### [GOAL OF THE EXERCISE]
If a line in the entries below includes the string "struct", copy it out.

Stored dataset items:
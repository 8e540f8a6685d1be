use super::http_client::{segment, HttpConsoleClient, Query};
use crate::ports::outbound::{ArtifactApi, ArtifactHistoryQuery, LabelApi};
use crate::rebuild_tracking::domain::{
    Artifact, ArtifactLabelName, ArtifactListItem, ArtifactSummary, EditResult,
    ModifyScmRepoCommand, Page,
};
use crate::shared::Result;
use async_trait::async_trait;
use reqwest::Method;

fn history_query(query: &ArtifactHistoryQuery) -> Query {
    Query::new()
        .optional("gav", query.gav.as_deref())
        .page(query.page)
        .optional("state", query.state.map(|s| s.as_query()))
}

#[async_trait]
impl ArtifactApi for HttpConsoleClient {
    async fn list_artifacts(&self, query: &ArtifactHistoryQuery) -> Result<Page<ArtifactListItem>> {
        self.get_json("/api/artifacts/history", history_query(query))
            .await
    }

    async fn get_artifact(&self, name: &str) -> Result<Artifact> {
        let path = format!("/api/artifacts/history/{}", segment(name));
        self.get_json(&path, Query::new()).await
    }

    async fn artifact_summary(&self, label: Option<&str>) -> Result<ArtifactSummary> {
        self.get_json(
            "/api/artifacts/summary",
            Query::new().optional("label", label),
        )
        .await
    }

    async fn scm_edit(&self, gav: &str) -> Result<ModifyScmRepoCommand> {
        self.get_json("/api/artifacts/edit", Query::new().param("gav", gav))
            .await
    }

    async fn submit_scm_edit(&self, command: &ModifyScmRepoCommand) -> Result<EditResult> {
        self.post_json("/api/artifacts/edit", command).await
    }

    async fn rebuild_artifact(&self, gav: &str) -> Result<()> {
        self.send_text(Method::POST, "/api/artifacts/edit/rebuild", gav)
            .await
    }
}

#[async_trait]
impl LabelApi for HttpConsoleClient {
    async fn labels(&self) -> Result<Vec<ArtifactLabelName>> {
        self.get_json("/api/artifact-labels", Query::new()).await
    }

    async fn label_values(&self, name: &str, search: Option<&str>) -> Result<Vec<String>> {
        let query = Query::new().param("name", name).optional("search", search);
        self.get_json("/api/artifact-labels/values", query).await
    }
}

#[cfg(test)]
mod tests {
    use super::*;
    use crate::rebuild_tracking::domain::{ArtifactState, PageRequest};

    #[test]
    fn test_artifact_history_query() {
        let query = ArtifactHistoryQuery {
            page: PageRequest::new(1, 20),
            gav: Some("io.netty:netty-codec".to_string()),
            state: Some(ArtifactState::Missing),
        };
        assert_eq!(
            history_query(&query).to_query_string(),
            "?gav=io.netty%3Anetty-codec&page=1&perPage=20&state=missing"
        );
    }
}
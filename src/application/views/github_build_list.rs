use async_trait::async_trait;

use super::image_list::NO_JAVA;
use super::paged_list::{PageSource, PagedList};
use crate::application::read_models::Cell;
use crate::application::routes::Route;
use crate::application::view_state::ListQuery;
use crate::ports::outbound::GithubBuildApi;
use crate::rebuild_tracking::domain::{GithubBuild, Page};
use crate::rebuild_tracking::policies::StatusLabels;
use crate::shared::Result;

/// GitHub Actions builds analysed by the service.
pub struct GithubBuildSource<A> {
    api: A,
}

impl<A> GithubBuildSource<A> {
    pub fn new(api: A) -> Self {
        Self { api }
    }
}

#[async_trait]
impl<A: GithubBuildApi> PageSource for GithubBuildSource<A> {
    type Filter = ();
    type Item = GithubBuild;

    fn title(&self) -> String {
        "Github Actions Builds".to_string()
    }

    fn columns(&self) -> &'static [&'static str] {
        &["Build", "Health", "Workflow Run"]
    }

    fn row(&self, build: &GithubBuild) -> Vec<Cell> {
        vec![
            Cell::link_or_text(build.name.clone(), Some(Route::GithubBuild(build.id).path())),
            Cell::Labels(StatusLabels::dependency_health(
                build.complete,
                &build.counts(),
                NO_JAVA,
            )),
            Cell::link_or_text(build.url.clone().unwrap_or_default(), build.url.clone()),
        ]
    }

    async fn fetch(&self, query: &ListQuery<()>) -> Result<Page<GithubBuild>> {
        self.api.github_builds(query.page).await
    }
}

pub type GithubBuildList<A> = PagedList<GithubBuildSource<A>>;

pub fn github_build_list<A: GithubBuildApi>(api: A, per_page: u32) -> GithubBuildList<A> {
    PagedList::new(GithubBuildSource::new(api), per_page)
}
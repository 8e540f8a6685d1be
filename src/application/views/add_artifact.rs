use async_trait::async_trait;
use futures::future::join_all;
use std::fmt;

use super::command::{InteractiveView, ViewCommand};
use crate::application::read_models::{Field, Screen, Section};
use crate::application::view_state::describe_error;
use crate::ports::outbound::QueueApi;
use crate::rebuild_tracking::services::parse_gav_list;
use crate::shared::error::{ApiError, ConsoleError};
use crate::shared::Result;

/// Name of the text box in interactive commands.
pub const GAVS_FIELD: &str = "gavs";

/// Outcome of queueing one GAV.
#[derive(Debug, Clone, PartialEq, Eq)]
pub struct SubmissionResult {
    pub gav: String,
    /// `None` when accepted, otherwise the reason given by the backend.
    pub rejection: Option<String>,
}

impl SubmissionResult {
    pub fn is_accepted(&self) -> bool {
        self.rejection.is_none()
    }
}

impl fmt::Display for SubmissionResult {
    fn fmt(&self, f: &mut fmt::Formatter<'_>) -> fmt::Result {
        match &self.rejection {
            None => write!(f, "{}@submitted", self.gav),
            Some(reason) => write!(f, "{}@{}", self.gav, reason),
        }
    }
}

/// The Add Artifact form: a free text box of GAVs and the results of the
/// last submission.
pub struct AddArtifactForm<A> {
    api: A,
    input: String,
    results: Vec<SubmissionResult>,
}

impl<A: QueueApi> AddArtifactForm<A> {
    pub fn new(api: A) -> Self {
        Self {
            api,
            input: String::new(),
            results: Vec::new(),
        }
    }

    pub fn set_input(&mut self, text: &str) {
        self.input = text.to_string();
    }

    pub fn input(&self) -> &str {
        &self.input
    }

    pub fn results(&self) -> &[SubmissionResult] {
        &self.results
    }

    /// Queues every GAV in the input concurrently and waits for all of them.
    ///
    /// Results keep input order. The input is cleared afterwards; blank input
    /// sends nothing.
    pub async fn submit(&mut self) -> &[SubmissionResult] {
        let gavs = parse_gav_list(&self.input);
        if gavs.is_empty() {
            return &self.results;
        }
        tracing::debug!(count = gavs.len(), "queueing artifacts");
        let api = &self.api;
        let outcomes = join_all(gavs.iter().map(|gav| api.queue_artifact(gav))).await;
        self.results = gavs
            .into_iter()
            .zip(outcomes)
            .map(|(gav, outcome)| {
                let rejection = outcome.err().map(|e| {
                    tracing::error!(gav = %gav, error = %e, "failed to queue artifact");
                    rejection_reason(&e)
                });
                SubmissionResult { gav, rejection }
            })
            .collect();
        self.input.clear();
        &self.results
    }

    pub fn screen(&self) -> Screen {
        let mut screen = Screen::new("Add Artifact");
        if !self.input.is_empty() {
            screen = screen.with_section(Section::fields(
                None,
                vec![Field::text("GAVs", self.input.clone())],
            ));
        }
        if self.results.is_empty() {
            return screen;
        }
        screen.with_section(Section::text(
            Some("Results"),
            self.results.iter().map(ToString::to_string).collect(),
        ))
    }
}

fn check_field(field: &str) -> Result<()> {
    if field != GAVS_FIELD {
        return Err(ConsoleError::UnknownFilter {
            field: field.to_string(),
            available: GAVS_FIELD.to_string(),
        }
        .into());
    }
    Ok(())
}

#[async_trait]
impl<A: QueueApi> InteractiveView for AddArtifactForm<A> {
    async fn sync(&mut self) -> bool {
        false
    }

    /// `type gavs <text>` fills the box, `commit gavs` submits it and
    /// `filter gavs <text>` does both.
    async fn dispatch(&mut self, command: ViewCommand) -> Result<()> {
        match command {
            ViewCommand::Input { field, value } => {
                check_field(&field)?;
                self.set_input(&value);
            }
            ViewCommand::Commit { field } => {
                check_field(&field)?;
                self.submit().await;
            }
            ViewCommand::Filter { field, value } => {
                check_field(&field)?;
                self.set_input(&value);
                self.submit().await;
            }
            _ => {}
        }
        Ok(())
    }

    fn screen(&self) -> Screen {
        AddArtifactForm::screen(self)
    }
}

fn rejection_reason(error: &anyhow::Error) -> String {
    match error.downcast_ref::<ApiError>() {
        Some(api_error) => api_error.reason(),
        None => describe_error(error),
    }
}

#[cfg(test)]
mod tests {
    use super::*;

    #[test]
    fn test_result_display() {
        let ok = SubmissionResult {
            gav: "com.foo:bar:1.0".to_string(),
            rejection: None,
        };
        assert_eq!(ok.to_string(), "com.foo:bar:1.0@submitted");
        let rejected = SubmissionResult {
            gav: "com.foo:baz:2.0".to_string(),
            rejection: Some("Unknown artifact".to_string()),
        };
        assert_eq!(rejected.to_string(), "com.foo:baz:2.0@Unknown artifact");
        assert!(!rejected.is_accepted());
    }

    #[test]
    fn test_rejection_reason_prefers_api_details() {
        let error: anyhow::Error = ApiError {
            status: 400,
            method: "POST".to_string(),
            url: "http://localhost:8080/api/builds/queue/add".to_string(),
            details: Some("GAV not found".to_string()),
        }
        .into();
        assert_eq!(rejection_reason(&error), "GAV not found");
        assert_eq!(
            rejection_reason(&anyhow::anyhow!("connection refused")),
            "connection refused"
        );
    }
}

### [RESPONSE TO THIS EXERCISE]
pub struct GithubBuildSource<A> {
pub struct SubmissionResult {
pub struct AddArtifactForm<A> {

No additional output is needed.